(Material for this exercise begins)
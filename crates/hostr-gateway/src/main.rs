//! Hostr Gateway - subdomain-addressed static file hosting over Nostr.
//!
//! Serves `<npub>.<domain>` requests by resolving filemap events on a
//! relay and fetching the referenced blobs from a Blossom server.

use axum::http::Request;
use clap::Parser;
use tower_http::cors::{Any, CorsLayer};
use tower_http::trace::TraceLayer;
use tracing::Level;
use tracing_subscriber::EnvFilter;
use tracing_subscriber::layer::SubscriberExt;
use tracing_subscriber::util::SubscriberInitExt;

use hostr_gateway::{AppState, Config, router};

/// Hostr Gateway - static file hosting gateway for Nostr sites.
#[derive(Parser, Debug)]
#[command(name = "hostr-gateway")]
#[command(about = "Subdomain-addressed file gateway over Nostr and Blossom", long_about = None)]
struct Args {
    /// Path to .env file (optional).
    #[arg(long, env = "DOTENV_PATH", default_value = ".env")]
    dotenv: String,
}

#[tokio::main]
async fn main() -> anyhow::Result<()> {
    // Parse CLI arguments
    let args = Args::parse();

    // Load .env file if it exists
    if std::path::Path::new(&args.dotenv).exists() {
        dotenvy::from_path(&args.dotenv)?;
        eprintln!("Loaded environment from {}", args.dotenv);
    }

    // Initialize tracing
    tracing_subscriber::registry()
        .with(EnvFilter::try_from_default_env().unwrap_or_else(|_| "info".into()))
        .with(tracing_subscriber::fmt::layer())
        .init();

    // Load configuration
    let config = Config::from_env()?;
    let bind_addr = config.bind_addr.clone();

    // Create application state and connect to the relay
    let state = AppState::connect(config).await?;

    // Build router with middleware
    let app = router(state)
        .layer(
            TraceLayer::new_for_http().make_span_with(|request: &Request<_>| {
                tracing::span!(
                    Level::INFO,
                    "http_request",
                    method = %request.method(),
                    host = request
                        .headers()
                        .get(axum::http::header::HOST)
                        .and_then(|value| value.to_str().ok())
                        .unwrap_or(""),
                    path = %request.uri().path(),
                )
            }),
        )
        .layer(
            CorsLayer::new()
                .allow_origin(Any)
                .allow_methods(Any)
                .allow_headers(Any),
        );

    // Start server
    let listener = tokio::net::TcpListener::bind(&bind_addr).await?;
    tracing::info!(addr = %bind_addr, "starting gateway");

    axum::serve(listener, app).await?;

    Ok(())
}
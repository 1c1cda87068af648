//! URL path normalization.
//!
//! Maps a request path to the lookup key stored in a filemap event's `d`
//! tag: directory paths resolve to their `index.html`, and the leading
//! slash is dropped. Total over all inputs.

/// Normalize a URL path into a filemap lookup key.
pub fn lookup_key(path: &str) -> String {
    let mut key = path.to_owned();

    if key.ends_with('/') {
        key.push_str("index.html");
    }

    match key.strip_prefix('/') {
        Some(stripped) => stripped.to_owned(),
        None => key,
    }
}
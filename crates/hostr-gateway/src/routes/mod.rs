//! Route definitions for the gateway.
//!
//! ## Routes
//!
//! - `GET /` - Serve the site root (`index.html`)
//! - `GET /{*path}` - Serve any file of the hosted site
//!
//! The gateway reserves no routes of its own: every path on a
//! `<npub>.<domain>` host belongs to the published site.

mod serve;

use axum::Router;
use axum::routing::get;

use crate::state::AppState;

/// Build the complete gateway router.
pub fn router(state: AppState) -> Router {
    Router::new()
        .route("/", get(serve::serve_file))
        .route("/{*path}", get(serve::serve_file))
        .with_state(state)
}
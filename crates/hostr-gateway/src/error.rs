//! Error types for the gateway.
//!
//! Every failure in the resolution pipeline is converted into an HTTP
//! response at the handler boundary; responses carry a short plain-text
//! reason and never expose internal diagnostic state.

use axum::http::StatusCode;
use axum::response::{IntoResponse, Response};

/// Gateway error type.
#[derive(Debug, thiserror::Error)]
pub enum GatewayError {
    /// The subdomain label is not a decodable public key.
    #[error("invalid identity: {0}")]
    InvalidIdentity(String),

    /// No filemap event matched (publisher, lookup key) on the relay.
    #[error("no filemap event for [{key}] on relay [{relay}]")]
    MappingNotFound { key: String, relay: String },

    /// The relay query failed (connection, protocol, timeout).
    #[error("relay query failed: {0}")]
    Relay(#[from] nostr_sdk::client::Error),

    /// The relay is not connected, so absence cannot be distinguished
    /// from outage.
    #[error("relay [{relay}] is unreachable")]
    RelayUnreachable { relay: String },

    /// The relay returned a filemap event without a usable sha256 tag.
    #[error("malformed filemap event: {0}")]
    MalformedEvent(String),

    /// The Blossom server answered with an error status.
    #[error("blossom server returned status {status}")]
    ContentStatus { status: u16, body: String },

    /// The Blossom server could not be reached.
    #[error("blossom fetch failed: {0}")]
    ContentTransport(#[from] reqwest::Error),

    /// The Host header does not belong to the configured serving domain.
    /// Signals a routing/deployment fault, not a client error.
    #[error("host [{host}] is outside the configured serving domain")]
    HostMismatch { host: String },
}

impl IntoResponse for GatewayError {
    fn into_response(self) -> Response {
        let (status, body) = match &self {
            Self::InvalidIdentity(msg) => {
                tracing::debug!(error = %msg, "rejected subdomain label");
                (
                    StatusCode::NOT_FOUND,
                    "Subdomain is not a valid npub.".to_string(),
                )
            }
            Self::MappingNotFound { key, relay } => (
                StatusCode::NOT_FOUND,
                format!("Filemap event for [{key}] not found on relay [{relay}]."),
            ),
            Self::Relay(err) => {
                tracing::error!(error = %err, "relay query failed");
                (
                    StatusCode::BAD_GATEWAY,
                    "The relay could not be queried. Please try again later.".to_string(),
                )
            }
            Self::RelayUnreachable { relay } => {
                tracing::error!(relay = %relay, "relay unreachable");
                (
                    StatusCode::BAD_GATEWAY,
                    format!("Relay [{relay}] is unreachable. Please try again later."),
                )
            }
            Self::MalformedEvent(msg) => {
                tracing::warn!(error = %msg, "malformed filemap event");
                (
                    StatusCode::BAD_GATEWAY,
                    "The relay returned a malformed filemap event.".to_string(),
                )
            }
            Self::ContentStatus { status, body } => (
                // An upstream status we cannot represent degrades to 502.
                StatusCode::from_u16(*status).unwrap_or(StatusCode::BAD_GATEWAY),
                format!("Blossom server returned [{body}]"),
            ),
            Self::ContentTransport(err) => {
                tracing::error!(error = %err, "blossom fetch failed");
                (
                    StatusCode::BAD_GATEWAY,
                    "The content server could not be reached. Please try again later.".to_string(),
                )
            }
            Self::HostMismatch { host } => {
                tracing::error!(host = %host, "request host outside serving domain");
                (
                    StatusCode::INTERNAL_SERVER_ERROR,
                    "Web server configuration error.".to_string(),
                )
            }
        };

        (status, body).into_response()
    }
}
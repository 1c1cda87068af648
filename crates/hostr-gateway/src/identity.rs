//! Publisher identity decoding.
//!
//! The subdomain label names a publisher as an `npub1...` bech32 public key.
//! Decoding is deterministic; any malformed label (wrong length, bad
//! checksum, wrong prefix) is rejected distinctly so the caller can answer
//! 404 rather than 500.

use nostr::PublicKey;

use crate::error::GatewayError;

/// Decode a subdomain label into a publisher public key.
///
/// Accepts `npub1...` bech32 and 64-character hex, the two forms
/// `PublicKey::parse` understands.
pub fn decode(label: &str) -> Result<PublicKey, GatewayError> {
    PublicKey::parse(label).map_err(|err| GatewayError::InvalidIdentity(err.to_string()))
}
(Material for this exercise ends)
● **Your task**
Output all of the entries, exactly as they are written.

● **Expected answer**
filename crates/hostr-gateway/src/main.rs
//! Hostr Gateway - subdomain-addressed static file hosting over Nostr.
//!
//! Serves `<npub>.<domain>` requests by resolving filemap events on a
//! relay and fetching the referenced blobs from a Blossom server.

use axum::http::Request;
use clap::Parser;
use tower_http::cors::{Any, CorsLayer};
use tower_http::trace::TraceLayer;
use tracing::Level;
use tracing_subscriber::EnvFilter;
use tracing_subscriber::layer::SubscriberExt;
use tracing_subscriber::util::SubscriberInitExt;

use hostr_gateway::{AppState, Config, router};

/// Hostr Gateway - static file hosting gateway for Nostr sites.
#[derive(Parser, Debug)]
#[command(name = "hostr-gateway")]
#[command(about = "Subdomain-addressed file gateway over Nostr and Blossom", long_about = None)]
struct Args {
    /// Path to .env file (optional).
    #[arg(long, env = "DOTENV_PATH", default_value = ".env")]
    dotenv: String,
}

#[tokio::main]
async fn main() -> anyhow::Result<()> {
    // Parse CLI arguments
    let args = Args::parse();

    // Load .env file if it exists
    if std::path::Path::new(&args.dotenv).exists() {
        dotenvy::from_path(&args.dotenv)?;
        eprintln!("Loaded environment from {}", args.dotenv);
    }

    // Initialize tracing
    tracing_subscriber::registry()
        .with(EnvFilter::try_from_default_env().unwrap_or_else(|_| "info".into()))
        .with(tracing_subscriber::fmt::layer())
        .init();

    // Load configuration
    let config = Config::from_env()?;
    let bind_addr = config.bind_addr.clone();

    // Create application state and connect to the relay
    let state = AppState::connect(config).await?;

    // Build router with middleware
    let app = router(state)
        .layer(
            TraceLayer::new_for_http().make_span_with(|request: &Request<_>| {
                tracing::span!(
                    Level::INFO,
                    "http_request",
                    method = %request.method(),
                    host = request
                        .headers()
                        .get(axum::http::header::HOST)
                        .and_then(|value| value.to_str().ok())
                        .unwrap_or(""),
                    path = %request.uri().path(),
                )
            }),
        )
        .layer(
            CorsLayer::new()
                .allow_origin(Any)
                .allow_methods(Any)
                .allow_headers(Any),
        );

    // Start server
    let listener = tokio::net::TcpListener::bind(&bind_addr).await?;
    tracing::info!(addr = %bind_addr, "starting gateway");

    axum::serve(listener, app).await?;

    Ok(())
}
repository 1c1cda87068af648
//! URL path normalization.
//!
//! Maps a request path to the lookup key stored in a filemap event's `d`
//! tag: directory paths resolve to their `index.html`, and the leading
//! slash is dropped. Total over all inputs.

/// Normalize a URL path into a filemap lookup key.
pub fn lookup_key(path: &str) -> String {
    let mut key = path.to_owned();

    if key.ends_with('/') {
        key.push_str("index.html");
    }

    match key.strip_prefix('/') {
        Some(stripped) => stripped.to_owned(),
        None => key,
    }
}
filename crates/hostr-gateway/src/routes/mod.rs
//! Route definitions for the gateway.
//!
//! ## Routes
//!
//! - `GET /` - Serve the site root (`index.html`)
//! - `GET /{*path}` - Serve any file of the hosted site
//!
//! The gateway reserves no routes of its own: every path on a
//! `<npub>.<domain>` host belongs to the published site.

mod serve;

use axum::Router;
use axum::routing::get;

use crate::state::AppState;

/// Build the complete gateway router.
pub fn router(state: AppState) -> Router {
    Router::new()
        .route("/", get(serve::serve_file))
        .route("/{*path}", get(serve::serve_file))
        .with_state(state)
}
filename crates/hostr-gateway/src/error.rs
//! Error types for the gateway.
//!
//! Every failure in the resolution pipeline is converted into an HTTP
//! response at the handler boundary; responses carry a short plain-text
//! reason and never expose internal diagnostic state.

use axum::http::StatusCode;
use axum::response::{IntoResponse, Response};

/// Gateway error type.
#[derive(Debug, thiserror::Error)]
pub enum GatewayError {
    /// The subdomain label is not a decodable public key.
    #[error("invalid identity: {0}")]
    InvalidIdentity(String),

    /// No filemap event matched (publisher, lookup key) on the relay.
    #[error("no filemap event for [{key}] on relay [{relay}]")]
    MappingNotFound { key: String, relay: String },

    /// The relay query failed (connection, protocol, timeout).
    #[error("relay query failed: {0}")]
    Relay(#[from] nostr_sdk::client::Error),

    /// The relay is not connected, so absence cannot be distinguished
    /// from outage.
    #[error("relay [{relay}] is unreachable")]
    RelayUnreachable { relay: String },

    /// The relay returned a filemap event without a usable sha256 tag.
    #[error("malformed filemap event: {0}")]
    MalformedEvent(String),

    /// The Blossom server answered with an error status.
    #[error("blossom server returned status {status}")]
    ContentStatus { status: u16, body: String },

    /// The Blossom server could not be reached.
    #[error("blossom fetch failed: {0}")]
    ContentTransport(#[from] reqwest::Error),

    /// The Host header does not belong to the configured serving domain.
    /// Signals a routing/deployment fault, not a client error.
    #[error("host [{host}] is outside the configured serving domain")]
    HostMismatch { host: String },
}

impl IntoResponse for GatewayError {
    fn into_response(self) -> Response {
        let (status, body) = match &self {
            Self::InvalidIdentity(msg) => {
                tracing::debug!(error = %msg, "rejected subdomain label");
                (
                    StatusCode::NOT_FOUND,
                    "Subdomain is not a valid npub.".to_string(),
                )
            }
            Self::MappingNotFound { key, relay } => (
                StatusCode::NOT_FOUND,
                format!("Filemap event for [{key}] not found on relay [{relay}]."),
            ),
            Self::Relay(err) => {
                tracing::error!(error = %err, "relay query failed");
                (
                    StatusCode::BAD_GATEWAY,
                    "The relay could not be queried. Please try again later.".to_string(),
                )
            }
            Self::RelayUnreachable { relay } => {
                tracing::error!(relay = %relay, "relay unreachable");
                (
                    StatusCode::BAD_GATEWAY,
                    format!("Relay [{relay}] is unreachable. Please try again later."),
                )
            }
            Self::MalformedEvent(msg) => {
                tracing::warn!(error = %msg, "malformed filemap event");
                (
                    StatusCode::BAD_GATEWAY,
                    "The relay returned a malformed filemap event.".to_string(),
                )
            }
            Self::ContentStatus { status, body } => (
                // An upstream status we cannot represent degrades to 502.
                StatusCode::from_u16(*status).unwrap_or(StatusCode::BAD_GATEWAY),
                format!("Blossom server returned [{body}]"),
            ),
            Self::ContentTransport(err) => {
                tracing::error!(error = %err, "blossom fetch failed");
                (
                    StatusCode::BAD_GATEWAY,
                    "The content server could not be reached. Please try again later.".to_string(),
                )
            }
            Self::HostMismatch { host } => {
                tracing::error!(host = %host, "request host outside serving domain");
                (
                    StatusCode::INTERNAL_SERVER_ERROR,
                    "Web server configuration error.".to_string(),
                )
            }
        };

        (status, body).into_response()
    }
}
repository 1c1cda87068af648
filename crates/hostr-gateway/src/identity.rs
//! Publisher identity decoding.
//!
//! The subdomain label names a publisher as an `npub1...` bech32 public key.
//! Decoding is deterministic; any malformed label (wrong length, bad
//! checksum, wrong prefix) is rejected distinctly so the caller can answer
//! 404 rather than 500.

use nostr::PublicKey;

use crate::error::GatewayError;

/// Decode a subdomain label into a publisher public key.
///
/// Accepts `npub1...` bech32 and 64-character hex, the two forms
/// `PublicKey::parse` understands.
pub fn decode(label: &str) -> Result<PublicKey, GatewayError> {
    PublicKey::parse(label).map_err(|err| GatewayError::InvalidIdentity(err.to_string()))
}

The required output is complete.